A multi-strand cord (50) having a 1×N structure comprises a single layer (52) of N strands (54) wound in a helix about a main axis (A), each strand (54) having one layer (56) of metal filaments (F1) and comprising M>1 metal filaments wound in a helix about an axis (B). The cord (50) has a total elongation Δt>8.10% and the energy-at-break indicator Er of the cord (50), defined by Er=∫.sub.0.sup.Atσ(Ai)×dAi where σ(Ai) is the tensile stress in MPa measured at the elongation Ai and dAi is the elongation such that Er is strictly greater than 52 MJ/m.sup.3.

Claims

1.-15. (canceled)

16. A multi-strand cord (50) having a 1×N structure comprising a single layer (52) of N strands (54) wound in a helix about a main axis (A), each strand (54) having one layer (56) of metal filaments (F1) and comprising M>1 metal filaments wound in a helix about an axis (B), wherein the cord (50) has a total elongation At>8.10% determined by the standard ASTM D2969-04 of 2014, and wherein an energy-at-break indicator Er of the cord (50), defined by Er=∫.sub.0.sup.Atσ(Ai)×dAi, where σ(Ai) is a tensile stress in MPa measured at an elongation Ai and dAi is an elongation such that Er is strictly greater than 52 MJ/m.sup.3.
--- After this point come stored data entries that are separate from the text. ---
//! Asset loading and validation for the color/depth image pair.
//!
//! This is the single fatal error surface: a missing, undecodable, empty, or
//! mismatched image aborts setup before the first render tick. After
//! construction the pair is immutable and the kernel cannot fail per-pixel.

use std::path::Path;

use image::{ImageReader, RgbaImage};
use tracing::debug;

use crate::error::Error;

/// Depth map reduced to its red channel, each sample mapped to [0, 1] and
/// interpreted as a parallax multiplier.
#[derive(Debug, Clone)]
pub struct DepthPlane {
    width: u32,
    height: u32,
    samples: Vec<f32>,
}

impl DepthPlane {
    /// Extract the red channel; green, blue, and alpha are ignored.
    #[must_use]
    pub fn from_red_channel(img: &RgbaImage) -> Self {
        let (width, height) = img.dimensions();
        let samples = img.pixels().map(|p| f32::from(p[0]) / 255.0).collect();
        Self {
            width,
            height,
            samples,
        }
    }

    #[must_use]
    pub fn dimensions(&self) -> (u32, u32) {
        (self.width, self.height)
    }

    /// Nearest sample at normalized (u, v), edge-clamped.
    #[must_use]
    pub fn sample(&self, u: f32, v: f32) -> f32 {
        let x = texel(self.width, u);
        let y = texel(self.height, v);
        self.samples[(y * self.width + x) as usize]
    }
}

/// Nearest-texel index for a normalized coordinate, clamped to the edge.
#[must_use]
pub(crate) fn texel(dim: u32, coord: f32) -> u32 {
    let t = (coord * dim as f32).floor();
    t.clamp(0.0, (dim - 1) as f32) as u32
}

/// The immutable image pair the shading kernel reads every frame.
#[derive(Debug, Clone)]
pub struct ScenePair {
    pub color: RgbaImage,
    pub depth: DepthPlane,
}

impl ScenePair {
    /// Validate and bind a decoded color/depth pair.
    ///
    /// # Errors
    /// Returns [`Error::EmptyImage`] for a zero dimension and
    /// [`Error::AspectMismatch`] when the two images disagree on aspect
    /// ratio. The depth map may be a lower-resolution rendition of the same
    /// frame; only the ratio has to agree.
    pub fn new(color: RgbaImage, depth: &RgbaImage) -> Result<Self, Error> {
        let (cw, ch) = color.dimensions();
        let (dw, dh) = depth.dimensions();
        if cw == 0 || ch == 0 {
            return Err(Error::EmptyImage("color".into()));
        }
        if dw == 0 || dh == 0 {
            return Err(Error::EmptyImage("depth".into()));
        }
        if u64::from(cw) * u64::from(dh) != u64::from(ch) * u64::from(dw) {
            return Err(Error::AspectMismatch {
                color_width: cw,
                color_height: ch,
                depth_width: dw,
                depth_height: dh,
            });
        }
        Ok(Self {
            color,
            depth: DepthPlane::from_red_channel(depth),
        })
    }
}

/// Load and validate the color and depth images from disk.
///
/// # Errors
/// Any failure here is the fatal setup class: missing file, decode error,
/// zero dimension, or aspect mismatch.
pub fn load_pair(color_path: &Path, depth_path: &Path) -> Result<ScenePair, Error> {
    let color = decode(color_path)?;
    let depth = decode(depth_path)?;
    debug!(
        color = %color_path.display(),
        depth = %depth_path.display(),
        "decoded scene pair"
    );
    ScenePair::new(color, &depth)
}

fn decode(path: &Path) -> Result<RgbaImage, Error> {
    if !path.is_file() {
        return Err(Error::MissingAsset(path.to_path_buf()));
    }
    let img = ImageReader::open(path)?
        .with_guessed_format()? // sniff based on content/extension
        .decode()?;
    Ok(img.to_rgba8())
}
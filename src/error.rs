use std::path::PathBuf;

use thiserror::Error;

/// Library error type for parallax-frame setup operations.
///
/// Runtime input failures (denied permissions, unsupported sensors, invalid
/// samples) are absorbed where they occur and never surface here; only setup
/// problems are fatal.
#[derive(Debug, Error)]
pub enum Error {
    /// An asset path does not point at a readable file.
    #[error("missing asset image: {0}")]
    MissingAsset(PathBuf),

    /// An asset decoded to a zero-sized image.
    #[error("{0} image has a zero dimension")]
    EmptyImage(String),

    /// Color and depth images disagree on aspect ratio.
    #[error(
        "aspect ratio mismatch: color {color_width}x{color_height} vs depth {depth_width}x{depth_height}"
    )]
    AspectMismatch {
        color_width: u32,
        color_height: u32,
        depth_width: u32,
        depth_height: u32,
    },

    /// A configuration value failed validation.
    #[error("invalid configuration: {0}")]
    BadConfig(String),

    /// Underlying IO error.
    #[error(transparent)]
    Io(#[from] std::io::Error),

    /// YAML/serde configuration error.
    #[error(transparent)]
    Config(#[from] serde_yaml::Error),

    /// Image decode error.
    #[error(transparent)]
    Image(#[from] image::ImageError),
}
17. The multi-strand cord (50) according to claim 16, wherein the total elongation At≥8.30%.

18. The multi-strand cord (50) according to claim 16, wherein the energy-at-break indicator Er of the cord (50) is greater than or equal to 55 MJ/m.sup.3.

19. The multi-strand cord (50) according to claim 16, wherein the cord (50) has a structural elongation As determined by the standard ASTM D2969-04 of 2014 such that As>4.30%.

20. The multi-strand cord (50) according to claim 16, wherein the cord (50) has a secant modulus E1 ranging from 3.0 to 10.0 GPa.

21. The multi-strand cord (50) according to claim 16, wherein the cord has a tangent modulus E2 ranging from 50 to 180 GPa.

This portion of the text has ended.